** GIVEN INFORMATION follows **
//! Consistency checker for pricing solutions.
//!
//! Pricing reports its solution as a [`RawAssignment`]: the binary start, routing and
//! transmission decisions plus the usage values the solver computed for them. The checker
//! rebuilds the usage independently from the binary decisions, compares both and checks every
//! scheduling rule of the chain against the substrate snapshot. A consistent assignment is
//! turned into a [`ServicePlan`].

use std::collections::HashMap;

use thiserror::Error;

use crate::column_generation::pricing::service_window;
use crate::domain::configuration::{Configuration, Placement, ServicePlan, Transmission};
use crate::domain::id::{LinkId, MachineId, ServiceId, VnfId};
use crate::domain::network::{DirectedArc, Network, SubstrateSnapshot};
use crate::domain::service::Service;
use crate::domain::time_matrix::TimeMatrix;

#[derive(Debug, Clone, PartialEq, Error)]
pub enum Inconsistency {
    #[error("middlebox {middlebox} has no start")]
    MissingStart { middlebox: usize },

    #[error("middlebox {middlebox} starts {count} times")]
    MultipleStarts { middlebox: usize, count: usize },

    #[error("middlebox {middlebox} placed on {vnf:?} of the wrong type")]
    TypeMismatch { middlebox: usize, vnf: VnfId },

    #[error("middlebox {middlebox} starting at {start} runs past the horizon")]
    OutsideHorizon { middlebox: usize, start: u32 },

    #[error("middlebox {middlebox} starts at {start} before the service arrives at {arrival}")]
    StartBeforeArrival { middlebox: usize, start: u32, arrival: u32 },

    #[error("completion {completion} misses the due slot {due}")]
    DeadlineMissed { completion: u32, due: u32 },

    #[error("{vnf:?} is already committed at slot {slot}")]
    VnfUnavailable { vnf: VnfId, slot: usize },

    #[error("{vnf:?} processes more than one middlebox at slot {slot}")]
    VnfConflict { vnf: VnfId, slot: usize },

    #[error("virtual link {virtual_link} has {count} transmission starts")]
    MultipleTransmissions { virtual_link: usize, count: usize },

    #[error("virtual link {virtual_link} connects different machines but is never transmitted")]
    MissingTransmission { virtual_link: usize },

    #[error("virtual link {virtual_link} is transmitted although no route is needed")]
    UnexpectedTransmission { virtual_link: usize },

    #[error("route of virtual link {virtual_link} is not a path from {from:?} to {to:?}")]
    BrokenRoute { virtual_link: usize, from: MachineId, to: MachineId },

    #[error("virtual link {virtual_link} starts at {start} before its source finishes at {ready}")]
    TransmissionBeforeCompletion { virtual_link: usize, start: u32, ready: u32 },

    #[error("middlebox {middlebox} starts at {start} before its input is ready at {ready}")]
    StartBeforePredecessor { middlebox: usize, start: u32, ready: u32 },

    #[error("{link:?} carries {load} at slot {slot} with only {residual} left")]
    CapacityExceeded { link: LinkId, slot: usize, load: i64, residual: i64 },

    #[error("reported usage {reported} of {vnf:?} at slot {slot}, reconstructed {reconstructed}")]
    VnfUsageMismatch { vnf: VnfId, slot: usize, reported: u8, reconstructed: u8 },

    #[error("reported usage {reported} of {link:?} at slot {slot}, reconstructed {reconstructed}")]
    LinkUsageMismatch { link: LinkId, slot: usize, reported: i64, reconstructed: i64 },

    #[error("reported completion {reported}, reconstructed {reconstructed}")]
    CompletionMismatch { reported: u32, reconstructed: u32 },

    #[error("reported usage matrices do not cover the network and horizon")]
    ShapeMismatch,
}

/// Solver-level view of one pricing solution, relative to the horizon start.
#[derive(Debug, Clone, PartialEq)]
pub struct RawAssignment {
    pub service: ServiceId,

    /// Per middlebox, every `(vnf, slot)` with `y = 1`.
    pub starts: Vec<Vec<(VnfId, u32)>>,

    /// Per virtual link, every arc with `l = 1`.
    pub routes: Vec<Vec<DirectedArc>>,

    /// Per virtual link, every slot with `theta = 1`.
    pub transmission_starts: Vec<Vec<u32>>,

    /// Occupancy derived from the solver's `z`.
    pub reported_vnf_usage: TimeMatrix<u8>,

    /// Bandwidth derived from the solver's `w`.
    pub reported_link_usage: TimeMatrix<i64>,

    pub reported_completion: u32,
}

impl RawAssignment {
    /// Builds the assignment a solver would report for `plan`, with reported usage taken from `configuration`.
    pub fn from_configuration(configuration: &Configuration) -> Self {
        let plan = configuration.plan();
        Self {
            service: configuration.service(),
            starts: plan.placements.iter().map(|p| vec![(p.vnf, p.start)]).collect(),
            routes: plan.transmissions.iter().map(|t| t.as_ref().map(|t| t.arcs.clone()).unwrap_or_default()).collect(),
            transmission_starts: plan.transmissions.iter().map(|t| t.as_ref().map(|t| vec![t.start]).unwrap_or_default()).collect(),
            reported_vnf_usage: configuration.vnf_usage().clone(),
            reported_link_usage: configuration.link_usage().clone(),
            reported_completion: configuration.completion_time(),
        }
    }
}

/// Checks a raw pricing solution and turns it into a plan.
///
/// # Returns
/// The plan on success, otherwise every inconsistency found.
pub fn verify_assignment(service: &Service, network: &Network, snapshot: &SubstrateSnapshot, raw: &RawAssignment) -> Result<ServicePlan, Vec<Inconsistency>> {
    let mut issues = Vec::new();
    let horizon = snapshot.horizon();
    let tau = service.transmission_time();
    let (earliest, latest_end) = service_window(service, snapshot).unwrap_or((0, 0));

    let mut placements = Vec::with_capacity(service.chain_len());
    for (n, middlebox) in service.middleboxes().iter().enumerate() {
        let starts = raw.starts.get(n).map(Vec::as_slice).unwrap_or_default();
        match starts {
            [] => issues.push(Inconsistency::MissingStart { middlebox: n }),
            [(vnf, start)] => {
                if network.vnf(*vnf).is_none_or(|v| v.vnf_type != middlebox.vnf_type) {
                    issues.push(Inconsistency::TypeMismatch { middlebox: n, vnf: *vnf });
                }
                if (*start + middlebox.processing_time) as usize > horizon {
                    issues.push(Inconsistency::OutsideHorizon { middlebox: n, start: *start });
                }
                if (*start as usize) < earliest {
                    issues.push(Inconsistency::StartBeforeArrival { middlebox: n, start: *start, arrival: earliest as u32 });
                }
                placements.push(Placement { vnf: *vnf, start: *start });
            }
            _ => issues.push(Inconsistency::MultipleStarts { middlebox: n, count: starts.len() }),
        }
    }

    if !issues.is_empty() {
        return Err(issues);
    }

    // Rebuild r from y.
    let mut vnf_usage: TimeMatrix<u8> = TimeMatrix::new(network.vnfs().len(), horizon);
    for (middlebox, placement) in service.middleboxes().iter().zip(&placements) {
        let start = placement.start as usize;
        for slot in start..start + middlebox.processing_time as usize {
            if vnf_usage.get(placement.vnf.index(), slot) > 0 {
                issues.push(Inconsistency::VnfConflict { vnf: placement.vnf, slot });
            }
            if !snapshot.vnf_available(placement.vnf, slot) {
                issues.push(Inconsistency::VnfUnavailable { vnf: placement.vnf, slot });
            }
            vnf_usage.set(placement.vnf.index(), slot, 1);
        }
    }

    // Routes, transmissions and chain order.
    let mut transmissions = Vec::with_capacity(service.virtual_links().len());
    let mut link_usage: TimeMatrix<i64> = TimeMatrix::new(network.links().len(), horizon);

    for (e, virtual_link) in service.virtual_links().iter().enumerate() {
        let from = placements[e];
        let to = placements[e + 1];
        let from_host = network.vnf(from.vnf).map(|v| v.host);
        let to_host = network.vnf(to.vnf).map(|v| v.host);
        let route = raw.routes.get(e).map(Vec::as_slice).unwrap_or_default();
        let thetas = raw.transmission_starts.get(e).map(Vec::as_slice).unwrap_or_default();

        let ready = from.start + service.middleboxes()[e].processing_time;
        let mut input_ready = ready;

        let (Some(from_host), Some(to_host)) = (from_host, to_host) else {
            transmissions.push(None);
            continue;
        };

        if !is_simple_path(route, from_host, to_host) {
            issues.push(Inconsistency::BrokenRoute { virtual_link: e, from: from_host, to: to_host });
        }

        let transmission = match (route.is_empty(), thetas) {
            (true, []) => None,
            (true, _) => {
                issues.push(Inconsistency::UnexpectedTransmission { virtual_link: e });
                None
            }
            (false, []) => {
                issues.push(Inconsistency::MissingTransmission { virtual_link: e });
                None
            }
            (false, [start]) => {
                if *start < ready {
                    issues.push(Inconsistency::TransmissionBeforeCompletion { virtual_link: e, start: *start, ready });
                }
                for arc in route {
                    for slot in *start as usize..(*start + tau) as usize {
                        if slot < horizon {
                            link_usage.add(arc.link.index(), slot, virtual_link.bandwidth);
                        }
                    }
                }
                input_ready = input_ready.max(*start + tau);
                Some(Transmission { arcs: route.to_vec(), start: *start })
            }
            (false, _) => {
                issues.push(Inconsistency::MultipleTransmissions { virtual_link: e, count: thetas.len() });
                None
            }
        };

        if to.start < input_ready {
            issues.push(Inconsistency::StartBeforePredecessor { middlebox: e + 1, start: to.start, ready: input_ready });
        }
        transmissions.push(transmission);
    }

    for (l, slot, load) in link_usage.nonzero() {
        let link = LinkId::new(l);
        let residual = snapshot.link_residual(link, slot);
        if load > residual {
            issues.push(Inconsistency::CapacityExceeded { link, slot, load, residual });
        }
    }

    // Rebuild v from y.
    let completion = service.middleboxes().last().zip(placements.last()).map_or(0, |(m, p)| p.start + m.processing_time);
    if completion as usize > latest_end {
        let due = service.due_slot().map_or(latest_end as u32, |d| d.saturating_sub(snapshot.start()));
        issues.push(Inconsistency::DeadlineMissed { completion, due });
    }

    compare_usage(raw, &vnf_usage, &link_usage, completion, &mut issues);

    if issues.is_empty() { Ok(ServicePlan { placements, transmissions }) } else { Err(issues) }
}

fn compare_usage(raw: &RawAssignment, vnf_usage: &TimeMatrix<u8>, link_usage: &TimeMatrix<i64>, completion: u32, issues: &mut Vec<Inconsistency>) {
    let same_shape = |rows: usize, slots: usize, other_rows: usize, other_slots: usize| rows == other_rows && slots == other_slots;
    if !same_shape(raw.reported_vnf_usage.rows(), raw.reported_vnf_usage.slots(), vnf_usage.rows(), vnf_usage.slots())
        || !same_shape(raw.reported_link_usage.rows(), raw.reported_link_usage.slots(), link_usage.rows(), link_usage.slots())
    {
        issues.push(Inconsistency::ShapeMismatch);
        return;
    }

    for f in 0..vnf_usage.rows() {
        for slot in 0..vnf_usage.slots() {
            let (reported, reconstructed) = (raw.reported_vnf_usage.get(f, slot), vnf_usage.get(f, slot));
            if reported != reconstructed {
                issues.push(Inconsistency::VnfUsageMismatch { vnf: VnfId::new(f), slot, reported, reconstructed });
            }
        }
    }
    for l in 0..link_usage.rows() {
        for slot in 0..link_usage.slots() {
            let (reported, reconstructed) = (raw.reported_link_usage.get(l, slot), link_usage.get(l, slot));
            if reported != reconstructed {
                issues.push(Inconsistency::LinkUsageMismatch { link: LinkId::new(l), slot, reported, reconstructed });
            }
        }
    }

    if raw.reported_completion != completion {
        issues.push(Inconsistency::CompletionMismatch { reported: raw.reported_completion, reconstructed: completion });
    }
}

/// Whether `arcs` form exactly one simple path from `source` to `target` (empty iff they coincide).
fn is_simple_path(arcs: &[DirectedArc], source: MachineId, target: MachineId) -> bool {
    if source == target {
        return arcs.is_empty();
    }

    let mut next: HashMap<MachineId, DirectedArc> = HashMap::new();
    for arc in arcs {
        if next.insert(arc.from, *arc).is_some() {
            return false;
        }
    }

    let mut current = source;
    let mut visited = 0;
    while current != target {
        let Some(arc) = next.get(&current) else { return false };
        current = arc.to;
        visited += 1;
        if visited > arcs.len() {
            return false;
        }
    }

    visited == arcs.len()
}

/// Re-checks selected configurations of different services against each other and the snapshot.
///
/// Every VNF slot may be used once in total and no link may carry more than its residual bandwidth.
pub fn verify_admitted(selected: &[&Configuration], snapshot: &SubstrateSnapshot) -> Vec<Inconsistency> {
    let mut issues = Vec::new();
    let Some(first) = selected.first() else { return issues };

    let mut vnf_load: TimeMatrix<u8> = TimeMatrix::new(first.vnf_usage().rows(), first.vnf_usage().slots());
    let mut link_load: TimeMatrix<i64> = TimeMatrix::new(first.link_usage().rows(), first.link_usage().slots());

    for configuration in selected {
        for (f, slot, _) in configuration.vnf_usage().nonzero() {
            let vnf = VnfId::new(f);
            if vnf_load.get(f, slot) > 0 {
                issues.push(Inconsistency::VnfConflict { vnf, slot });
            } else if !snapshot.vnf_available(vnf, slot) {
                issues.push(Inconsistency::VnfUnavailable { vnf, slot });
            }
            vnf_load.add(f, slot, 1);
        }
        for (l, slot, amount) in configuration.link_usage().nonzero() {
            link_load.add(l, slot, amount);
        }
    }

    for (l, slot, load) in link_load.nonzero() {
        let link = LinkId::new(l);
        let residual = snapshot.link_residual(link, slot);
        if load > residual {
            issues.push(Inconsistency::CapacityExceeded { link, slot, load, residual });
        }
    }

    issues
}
** End of GIVEN INFORMATION **
** GIVEN INFORMATION follows **
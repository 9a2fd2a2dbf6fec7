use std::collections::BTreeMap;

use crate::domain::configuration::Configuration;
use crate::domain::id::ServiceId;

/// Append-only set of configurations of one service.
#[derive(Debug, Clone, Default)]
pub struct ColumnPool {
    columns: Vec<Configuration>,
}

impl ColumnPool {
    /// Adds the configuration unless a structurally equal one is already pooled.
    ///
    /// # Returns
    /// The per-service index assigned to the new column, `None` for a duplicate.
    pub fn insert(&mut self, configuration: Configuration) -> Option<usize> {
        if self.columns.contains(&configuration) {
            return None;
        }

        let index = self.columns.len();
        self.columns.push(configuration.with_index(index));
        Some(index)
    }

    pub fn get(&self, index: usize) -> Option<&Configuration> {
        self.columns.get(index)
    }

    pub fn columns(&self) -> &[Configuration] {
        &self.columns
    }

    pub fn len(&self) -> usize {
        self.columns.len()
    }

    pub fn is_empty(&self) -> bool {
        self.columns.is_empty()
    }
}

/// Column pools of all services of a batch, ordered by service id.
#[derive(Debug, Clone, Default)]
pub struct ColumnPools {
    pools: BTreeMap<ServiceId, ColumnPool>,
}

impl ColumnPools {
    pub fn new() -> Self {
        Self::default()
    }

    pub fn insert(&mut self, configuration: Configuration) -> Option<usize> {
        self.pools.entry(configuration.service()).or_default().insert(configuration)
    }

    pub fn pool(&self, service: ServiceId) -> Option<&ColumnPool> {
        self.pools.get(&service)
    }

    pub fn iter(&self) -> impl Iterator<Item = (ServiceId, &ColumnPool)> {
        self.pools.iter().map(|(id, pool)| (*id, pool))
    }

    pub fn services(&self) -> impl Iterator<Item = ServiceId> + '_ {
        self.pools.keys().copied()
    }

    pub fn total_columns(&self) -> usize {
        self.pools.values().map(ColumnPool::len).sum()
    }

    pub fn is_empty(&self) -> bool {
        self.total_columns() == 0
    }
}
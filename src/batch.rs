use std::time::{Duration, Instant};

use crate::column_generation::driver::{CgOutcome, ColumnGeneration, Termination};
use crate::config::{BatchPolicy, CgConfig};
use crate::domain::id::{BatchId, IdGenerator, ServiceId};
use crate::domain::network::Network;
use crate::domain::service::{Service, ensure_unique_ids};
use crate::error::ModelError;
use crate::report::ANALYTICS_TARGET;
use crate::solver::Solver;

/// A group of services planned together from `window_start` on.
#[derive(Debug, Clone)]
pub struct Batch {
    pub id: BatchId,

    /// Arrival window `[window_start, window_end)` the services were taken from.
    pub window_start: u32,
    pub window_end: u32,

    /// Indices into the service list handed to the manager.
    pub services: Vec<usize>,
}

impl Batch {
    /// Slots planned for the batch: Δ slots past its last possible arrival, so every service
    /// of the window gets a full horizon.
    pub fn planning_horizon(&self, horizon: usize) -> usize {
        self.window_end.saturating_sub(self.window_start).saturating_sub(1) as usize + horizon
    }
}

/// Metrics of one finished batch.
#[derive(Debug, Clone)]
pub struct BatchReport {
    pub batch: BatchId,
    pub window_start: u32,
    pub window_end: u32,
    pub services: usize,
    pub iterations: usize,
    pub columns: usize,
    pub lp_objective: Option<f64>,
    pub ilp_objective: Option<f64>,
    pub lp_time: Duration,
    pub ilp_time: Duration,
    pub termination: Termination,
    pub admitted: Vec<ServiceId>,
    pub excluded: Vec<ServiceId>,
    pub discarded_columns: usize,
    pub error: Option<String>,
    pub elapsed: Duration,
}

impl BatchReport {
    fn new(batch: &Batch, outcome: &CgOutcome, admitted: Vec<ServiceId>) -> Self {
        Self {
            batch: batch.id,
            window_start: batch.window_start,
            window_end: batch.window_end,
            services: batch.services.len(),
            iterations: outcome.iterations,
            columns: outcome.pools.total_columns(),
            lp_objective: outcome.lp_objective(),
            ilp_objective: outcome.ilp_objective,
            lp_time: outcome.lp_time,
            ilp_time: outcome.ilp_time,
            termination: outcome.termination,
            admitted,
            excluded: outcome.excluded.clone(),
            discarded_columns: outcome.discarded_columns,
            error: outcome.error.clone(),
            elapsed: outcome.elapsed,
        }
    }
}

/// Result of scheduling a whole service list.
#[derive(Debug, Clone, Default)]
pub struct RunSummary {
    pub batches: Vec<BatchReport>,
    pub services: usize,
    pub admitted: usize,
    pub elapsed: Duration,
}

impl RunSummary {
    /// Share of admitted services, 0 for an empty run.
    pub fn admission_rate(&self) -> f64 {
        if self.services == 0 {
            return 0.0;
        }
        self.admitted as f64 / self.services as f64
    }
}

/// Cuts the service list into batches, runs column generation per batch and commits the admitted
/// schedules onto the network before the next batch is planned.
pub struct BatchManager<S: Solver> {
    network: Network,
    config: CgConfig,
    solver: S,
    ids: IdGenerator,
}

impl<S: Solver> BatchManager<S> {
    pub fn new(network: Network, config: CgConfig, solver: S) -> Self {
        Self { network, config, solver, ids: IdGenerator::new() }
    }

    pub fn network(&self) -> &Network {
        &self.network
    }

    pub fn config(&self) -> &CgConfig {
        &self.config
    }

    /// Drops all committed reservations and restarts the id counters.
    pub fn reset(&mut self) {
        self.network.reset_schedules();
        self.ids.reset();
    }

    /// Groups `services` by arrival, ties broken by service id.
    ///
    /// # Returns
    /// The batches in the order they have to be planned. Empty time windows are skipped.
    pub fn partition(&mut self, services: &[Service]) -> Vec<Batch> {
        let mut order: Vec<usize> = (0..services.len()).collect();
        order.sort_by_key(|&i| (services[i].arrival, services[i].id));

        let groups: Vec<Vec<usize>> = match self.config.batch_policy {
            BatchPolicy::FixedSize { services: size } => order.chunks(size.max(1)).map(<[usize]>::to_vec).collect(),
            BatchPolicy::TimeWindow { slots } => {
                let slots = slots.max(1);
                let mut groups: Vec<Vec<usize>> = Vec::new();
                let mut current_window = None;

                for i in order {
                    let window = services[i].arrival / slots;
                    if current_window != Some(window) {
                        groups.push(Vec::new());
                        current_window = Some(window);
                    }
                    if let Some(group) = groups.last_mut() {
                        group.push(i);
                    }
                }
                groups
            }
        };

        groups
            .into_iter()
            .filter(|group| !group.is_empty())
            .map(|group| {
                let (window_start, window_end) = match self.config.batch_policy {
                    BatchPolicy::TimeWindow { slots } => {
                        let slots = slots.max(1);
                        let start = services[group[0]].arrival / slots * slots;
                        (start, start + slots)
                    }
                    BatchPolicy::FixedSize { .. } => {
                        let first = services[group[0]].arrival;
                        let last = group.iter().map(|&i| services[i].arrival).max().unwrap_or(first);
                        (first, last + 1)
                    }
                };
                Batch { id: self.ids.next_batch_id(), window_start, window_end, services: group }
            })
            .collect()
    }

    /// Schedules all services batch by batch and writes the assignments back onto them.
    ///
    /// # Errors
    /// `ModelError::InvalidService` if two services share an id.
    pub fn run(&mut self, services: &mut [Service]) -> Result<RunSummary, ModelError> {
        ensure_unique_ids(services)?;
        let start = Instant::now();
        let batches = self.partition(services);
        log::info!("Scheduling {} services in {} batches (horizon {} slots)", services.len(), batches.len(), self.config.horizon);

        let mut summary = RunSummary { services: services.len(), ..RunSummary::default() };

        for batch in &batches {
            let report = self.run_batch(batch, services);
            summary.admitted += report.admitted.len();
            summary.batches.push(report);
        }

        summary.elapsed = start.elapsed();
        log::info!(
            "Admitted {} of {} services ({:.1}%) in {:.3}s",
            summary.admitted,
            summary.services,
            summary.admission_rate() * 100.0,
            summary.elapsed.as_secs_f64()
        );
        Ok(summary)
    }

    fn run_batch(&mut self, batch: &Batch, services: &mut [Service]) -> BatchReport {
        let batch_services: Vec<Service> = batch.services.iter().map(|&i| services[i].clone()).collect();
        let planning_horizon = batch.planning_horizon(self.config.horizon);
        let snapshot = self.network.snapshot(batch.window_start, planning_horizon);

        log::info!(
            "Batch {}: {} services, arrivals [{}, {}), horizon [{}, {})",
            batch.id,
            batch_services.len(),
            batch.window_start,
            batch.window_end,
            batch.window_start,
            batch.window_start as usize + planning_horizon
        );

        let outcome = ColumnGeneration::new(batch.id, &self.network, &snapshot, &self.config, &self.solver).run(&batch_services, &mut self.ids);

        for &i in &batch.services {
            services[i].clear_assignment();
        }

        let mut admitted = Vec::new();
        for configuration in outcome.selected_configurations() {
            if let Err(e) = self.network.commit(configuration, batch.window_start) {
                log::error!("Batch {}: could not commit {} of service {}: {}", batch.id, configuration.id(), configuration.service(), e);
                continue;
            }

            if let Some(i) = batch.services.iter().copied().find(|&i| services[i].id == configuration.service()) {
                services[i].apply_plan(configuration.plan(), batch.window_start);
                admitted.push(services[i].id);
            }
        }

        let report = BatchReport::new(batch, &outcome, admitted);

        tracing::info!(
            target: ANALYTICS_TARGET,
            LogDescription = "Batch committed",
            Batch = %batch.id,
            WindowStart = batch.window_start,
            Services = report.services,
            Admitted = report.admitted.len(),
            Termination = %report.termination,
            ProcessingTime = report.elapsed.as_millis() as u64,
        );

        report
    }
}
** End of GIVEN INFORMATION **
• [ABOUT THIS EXERCISE]:
Copy out, from the records above, every line that holds the string "excluded".

• [TASK ANSWER]:
    pub excluded: Vec<ServiceId>,
            excluded: outcome.excluded.clone(),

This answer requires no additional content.